III. To establish the incidence and severity of acute graft versus host disease (GvHD) and chronic GVHD.
SECONDARY OBJECTIVE:
I. To establish the incidences of overall survival and disease-free survival 2 years after transplant.
OUTLINE: Patients are assigned to 1 of 3 arms.
ARM A (GOOD RISK PATIENTS): Patients receive standard low dose of busulfan intravenously (IV) over 2 hours twice daily (BID) on days -7 and -6, fludarabine IV over 30 minutes once daily (QD), cyclophosphamide IV over 1 hour, and anti-thymocyte globulin (ATG) IV over 8 hours daily on days -5 to -2. Patients then undergo peripheral blood stem cell transplantation (PBSCT) on day 0. Beginning day 1, patients receive granulocyte colony-stimulating factor (G-CSF) IV BID.
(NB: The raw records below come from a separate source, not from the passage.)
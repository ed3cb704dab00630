//! Mechanism for loading and sharing the analysis configuration

use crate::{selection::SelectionProfile, Result};

use eyre::{bail, ensure, eyre, WrapErr};

use std::{
    fmt::{self, Display},
    fs,
    path::PathBuf,
    str::FromStr,
};

/// Data-taking period, which selects triggers, filters and calibrations
#[derive(Clone, Copy, Debug, PartialEq, Eq)]
pub enum Era {
    /// 2016, runs affected by the APV readout issue
    Y2016Apv,
    /// 2016, remaining runs
    Y2016,
    /// 2017
    Y2017,
    /// 2018
    Y2018,
}
//
impl Era {
    /// Tag used in configuration, file names and sample tables
    pub fn as_str(self) -> &'static str {
        match self {
            Era::Y2016Apv => "2016APV",
            Era::Y2016 => "2016",
            Era::Y2017 => "2017",
            Era::Y2018 => "2018",
        }
    }

    /// Both halves of 2016 share one pileup scenario
    pub fn pileup_tag(self) -> &'static str {
        match self {
            Era::Y2016Apv | Era::Y2016 => "2016",
            other => other.as_str(),
        }
    }

    /// Momentum-scale correction table tag
    pub fn rochester_tag(self) -> &'static str {
        match self {
            Era::Y2016Apv => "2016aUL",
            Era::Y2016 => "2016bUL",
            Era::Y2017 => "2017UL",
            Era::Y2018 => "2018UL",
        }
    }
}
//
impl FromStr for Era {
    type Err = eyre::Report;

    fn from_str(s: &str) -> Result<Self> {
        match s {
            "2016APV" => Ok(Era::Y2016Apv),
            "2016" => Ok(Era::Y2016),
            "2017" => Ok(Era::Y2017),
            "2018" => Ok(Era::Y2018),
            _ => bail!("Unknown era {s}, expected one of 2016APV, 2016, 2017, 2018"),
        }
    }
}
//
impl Display for Era {
    fn fmt(&self, f: &mut fmt::Formatter<'_>) -> fmt::Result {
        f.write_str(self.as_str())
    }
}

/// Which event loop to run
#[derive(Clone, Copy, Debug, PartialEq, Eq)]
pub enum Channel {
    /// W → μν signal selection
    SingleMuon,
    /// Z → μμ control selection
    Dimuon,
}
//
impl FromStr for Channel {
    type Err = eyre::Report;

    fn from_str(s: &str) -> Result<Self> {
        match s {
            "single-muon" => Ok(Channel::SingleMuon),
            "dimuon" => Ok(Channel::Dimuon),
            _ => bail!("Unknown channel {s}, expected single-muon or dimuon"),
        }
    }
}

/// Which corrections to apply
#[derive(Clone, Copy, Debug, Default, PartialEq, Eq)]
pub struct CorrectionToggles {
    /// Pileup reweighting
    pub pileup: bool,

    /// L1 prefiring weight
    pub prefiring: bool,

    /// Muon momentum scale and resolution correction
    pub momentum_scale: bool,

    /// Muon identification scale factor
    pub id_sf: bool,

    /// Muon isolation scale factor
    pub iso_sf: bool,

    /// Muon trigger scale factor
    pub trig_sf: bool,
}
//
impl CorrectionToggles {
    /// Truth that any efficiency scale factor is requested
    pub fn any_efficiency_sf(&self) -> bool {
        self.id_sf || self.iso_sf || self.trig_sf
    }
}

/// Names of the efficiency scale factor histograms in the calibration files
#[derive(Clone, Debug, PartialEq, Eq)]
pub struct ScaleFactorNames {
    /// Identification
    pub id: String,

    /// Isolation
    pub iso: String,

    /// Trigger, combined data/MC ratio
    pub trig: String,
}
//
impl ScaleFactorNames {
    /// Standard histogram names for an era
    pub fn for_era(era: Era) -> Self {
        let trig = match era {
            Era::Y2016Apv | Era::Y2016 => {
                "NUM_IsoMu24_or_IsoTkMu24_DEN_CutBasedIdTight_and_PFIsoTight_abseta_pt"
            }
            Era::Y2017 => "NUM_IsoMu27_DEN_CutBasedIdTight_and_PFIsoTight_abseta_pt",
            Era::Y2018 => "NUM_IsoMu24_DEN_CutBasedIdTight_and_PFIsoTight_abseta_pt",
        };
        Self {
            id: "NUM_TightID_DEN_TrackerMuons_abseta_pt".to_owned(),
            iso: "NUM_TightRelIso_DEN_TightIDandIPCut_abseta_pt".to_owned(),
            trig: trig.to_owned(),
        }
    }

    /// Trigger efficiency in data, used by the dimuon channel
    pub fn trig_data(&self) -> String {
        format!("{}_efficiencyData", self.trig)
    }

    /// Trigger efficiency in simulation, used by the dimuon channel
    pub fn trig_mc(&self) -> String {
        format!("{}_efficiencyMC", self.trig)
    }
}

/// Analysis configuration
#[derive(Clone, Debug)]
pub struct Configuration {
    /// Text file listing the record files to process
    pub input_file_list: PathBuf,

    /// Data-taking period
    pub era: Era,

    /// Sample name, drives generator patching and MET corrections
    pub process_name: String,

    /// Simulated sample (as opposed to collision data)
    pub is_mc: bool,

    /// Corrections to apply
    pub corrections: CorrectionToggles,

    /// Muon selection cut set
    pub selection_profile: SelectionProfile,

    /// Event loop variant
    pub channel: Channel,

    /// Root directory of calibration files
    pub calibration_dir: PathBuf,

    /// Seed of the random stream used for momentum smearing
    pub rng_seed: u64,

    /// Where the results are written
    pub output_file: PathBuf,

    /// Efficiency scale factor histogram names
    pub sf_names: ScaleFactorNames,
}
//
impl Configuration {
    /// Load the configuration from a file, check it, and print it out
    pub fn load(file_name: &str) -> Result<Self> {
        let config_str = fs::read_to_string(file_name)
            .wrap_err_with(|| format!("Failed to read configuration file {file_name}"))?;
        let config = Self::parse(&config_str)?;
        config.print();
        Ok(config)
    }

    /// Decode and check configuration text
    pub fn parse(config_str: &str) -> Result<Self> {
        // Configuration items are the first non-whitespace chunk of text on
        // each line. Blank lines and comment lines are ignored.
        let mut config_iter = config_str
            .lines()
            .filter_map(|line| line.split_whitespace().next())
            .filter(|item| !item.starts_with('#'));

        // Fetch the next item, tagged with the field it is supposed to fill
        let mut next_item = |name: &'static str| -> Result<ConfigItem> {
            config_iter
                .next()
                .map(|data| ConfigItem::new(name, data))
                .ok_or_else(|| eyre!("Missing configuration of {}", name))
        };

        let input_file_list = PathBuf::from(next_item("input_file_list")?.data);
        let era = next_item("era")?.parse::<Era>()?;
        let process_name = next_item("process_name")?.data.to_owned();
        let is_mc = next_item("is_mc")?.parse_bool()?;
        let corrections = CorrectionToggles {
            pileup: next_item("do_pileup")?.parse_bool()?,
            prefiring: next_item("do_prefiring")?.parse_bool()?,
            momentum_scale: next_item("do_rocco")?.parse_bool()?,
            id_sf: next_item("do_id_sf")?.parse_bool()?,
            iso_sf: next_item("do_iso_sf")?.parse_bool()?,
            trig_sf: next_item("do_trig_sf")?.parse_bool()?,
        };
        let config = Configuration {
            input_file_list,
            era,
            process_name,
            is_mc,
            corrections,
            selection_profile: next_item("selection_profile")?.parse::<SelectionProfile>()?,
            channel: next_item("channel")?.parse::<Channel>()?,
            calibration_dir: PathBuf::from(next_item("calibration_dir")?.data),
            rng_seed: next_item("rng_seed")?.parse::<u64>()?,
            output_file: PathBuf::from(next_item("output_file")?.data),
            sf_names: ScaleFactorNames::for_era(era),
        };

        // Weights derived from simulation make no sense on collision data
        let toggles = &config.corrections;
        ensure!(
            config.is_mc || !(toggles.pileup || toggles.prefiring || toggles.any_efficiency_sf()),
            "Pileup, prefiring and efficiency corrections only apply to simulated samples"
        );

        Ok(config)
    }

    /// Display the configuration
    pub fn print(&self) {
        let toggles = &self.corrections;
        tracing::info!("Input file list     : {}", self.input_file_list.display());
        tracing::info!("Era                 : {}", self.era);
        tracing::info!("Process name        : {}", self.process_name);
        tracing::info!("Is MC               : {}", self.is_mc);
        tracing::info!("Pileup correction   : {}", toggles.pileup);
        tracing::info!("Prefiring weight    : {}", toggles.prefiring);
        tracing::info!("Momentum scale      : {}", toggles.momentum_scale);
        tracing::info!("ID scale factor     : {}", toggles.id_sf);
        tracing::info!("Iso scale factor    : {}", toggles.iso_sf);
        tracing::info!("Trigger scale factor: {}", toggles.trig_sf);
        tracing::info!("Selection profile   : {}", self.selection_profile);
        tracing::info!("Channel             : {:?}", self.channel);
        tracing::info!("Calibration dir     : {}", self.calibration_dir.display());
        tracing::info!("Random seed         : {}", self.rng_seed);
        tracing::info!("Output file         : {}", self.output_file.display());
    }
}

/// A value from the configuration file, tagged with the struct field which it
/// is supposed to map for error reporting purposes.
struct ConfigItem<'data> {
    name: &'static str,
    data: &'data str,
}
//
impl<'data> ConfigItem<'data> {
    /// Build a config item from a struct field tag and raw iterator data
    fn new(name: &'static str, data: &'data str) -> Self {
        Self { name, data }
    }

    /// Parse this data using Rust's standard parsing logic
    fn parse<T: FromStr>(self) -> Result<T>
    where
        <T as FromStr>::Err: Display,
    {
        self.data
            .parse::<T>()
            .map_err(|e| eyre!("Could not parse configuration of {}: {}", self.name, e))
    }

    /// Parse a boolean, also accepting the 0/1 spelling of job scripts
    fn parse_bool(self) -> Result<bool> {
        match self.data.to_lowercase().as_str() {
            "1" => Ok(true),
            "0" => Ok(false),
            lower => lower.parse::<bool>().map_err(|e| {
                eyre!("Could not parse configuration of {}: {}", self.name, e)
            }),
        }
    }
}

#[cfg(test)]
pub(crate) mod tests {
    use super::*;

    /// 2018 single-muon configuration with the standard selection
    pub(crate) fn configuration(is_mc: bool, corrections: CorrectionToggles) -> Configuration {
        let process_name = if is_mc { "DYJetsToLL_M-50" } else { "SingleMuon_Run2018A" };
        Configuration {
            input_file_list: PathBuf::from("files.txt"),
            era: Era::Y2018,
            process_name: process_name.to_owned(),
            is_mc,
            corrections,
            selection_profile: SelectionProfile::Standard,
            channel: Channel::SingleMuon,
            calibration_dir: PathBuf::from("calibration"),
            rng_seed: 1,
            output_file: PathBuf::from("out.json"),
            sf_names: ScaleFactorNames::for_era(Era::Y2018),
        }
    }

    const SAMPLE: &str = "\
# W -> mu nu, 2018 simulation
filelists/WToMuNu_M-200.txt    input_file_list
2018                           era
WToMuNu_M-200                  process_name
1                              is_mc
true                           do_pileup
1                              do_prefiring
1                              do_rocco
1                              do_id_sf
1                              do_iso_sf
0                              do_trig_sf
highpt                         selection_profile
single-muon                    channel
calibration                    calibration_dir
12345                          rng_seed
out/WToMuNu_M-200.json         output_file
";

    #[test]
    fn parse_sample_configuration() {
        let cfg = Configuration::parse(SAMPLE).unwrap();
        assert_eq!(cfg.era, Era::Y2018);
        assert_eq!(cfg.process_name, "WToMuNu_M-200");
        assert!(cfg.is_mc);
        assert!(cfg.corrections.pileup && cfg.corrections.momentum_scale);
        assert!(!cfg.corrections.trig_sf);
        assert!(cfg.corrections.any_efficiency_sf());
        assert_eq!(cfg.selection_profile, SelectionProfile::HighPt);
        assert_eq!(cfg.channel, Channel::SingleMuon);
        assert_eq!(cfg.rng_seed, 12345);
        assert_eq!(
            cfg.sf_names.trig,
            "NUM_IsoMu24_DEN_CutBasedIdTight_and_PFIsoTight_abseta_pt"
        );
    }

    #[test]
    fn missing_items_are_named() {
        let truncated = SAMPLE.lines().take(6).collect::<Vec<_>>().join("\n");
        let err = Configuration::parse(&truncated).unwrap_err();
        assert!(err.to_string().contains("do_prefiring"), "{err}");
    }

    #[test]
    fn bad_values_are_rejected() {
        let bad_era = SAMPLE.replacen("\n2018 ", "\n2019 ", 1);
        assert!(Configuration::parse(&bad_era).is_err());
        let bad_bool = SAMPLE.replace("true ", "yes ");
        assert!(Configuration::parse(&bad_bool).is_err());
    }

    #[test]
    fn simulation_weights_rejected_on_data() {
        let data = SAMPLE.replacen("\n1 ", "\n0 ", 1);
        assert!(Configuration::parse(&data).is_err());
    }

    #[test]
    fn era_tags() {
        assert_eq!(Era::Y2016Apv.pileup_tag(), "2016");
        assert_eq!(Era::Y2017.rochester_tag(), "2017UL");
        assert_eq!("2016APV".parse::<Era>().unwrap(), Era::Y2016Apv);
        let names = ScaleFactorNames::for_era(Era::Y2016);
        assert_eq!(
            names.trig_mc(),
            "NUM_IsoMu24_or_IsoTkMu24_DEN_CutBasedIdTight_and_PFIsoTight_abseta_pt_efficiencyMC"
        );
    }
}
ARM B (INTERMEDIATE RISK PATIENTS): Patients receive higher dose of busulfan IV over 2 hours BID on days -7 and -6, fludarabine IV over 30 minutes QD, cyclophosphamide IV over 1 hour, and ATG IV over 8 hours daily on days -5 to -2. Patients then undergo PBSCT on day 0. Beginning day 1, patients receive G-CSF IV BID.
ARM C (HIGH RISK PATIENTS): Patients receive lower dose of busulfan IV over 2 hours BID on days -7 and -6, fludarabine IV over 30 minutes QD, cyclophosphamide IV over 1 hour, and ATG IV over 8 hours daily on days -5 to -2. Patients then undergo PBSCT on day 0. Beginning day 1, patients receive G-CSF IV BID.
After completion of study treatment, patients are followed up weekly until 100 days after stem cell infusion, every 2 weeks for 6 months, then every 3-6 months until 2 years.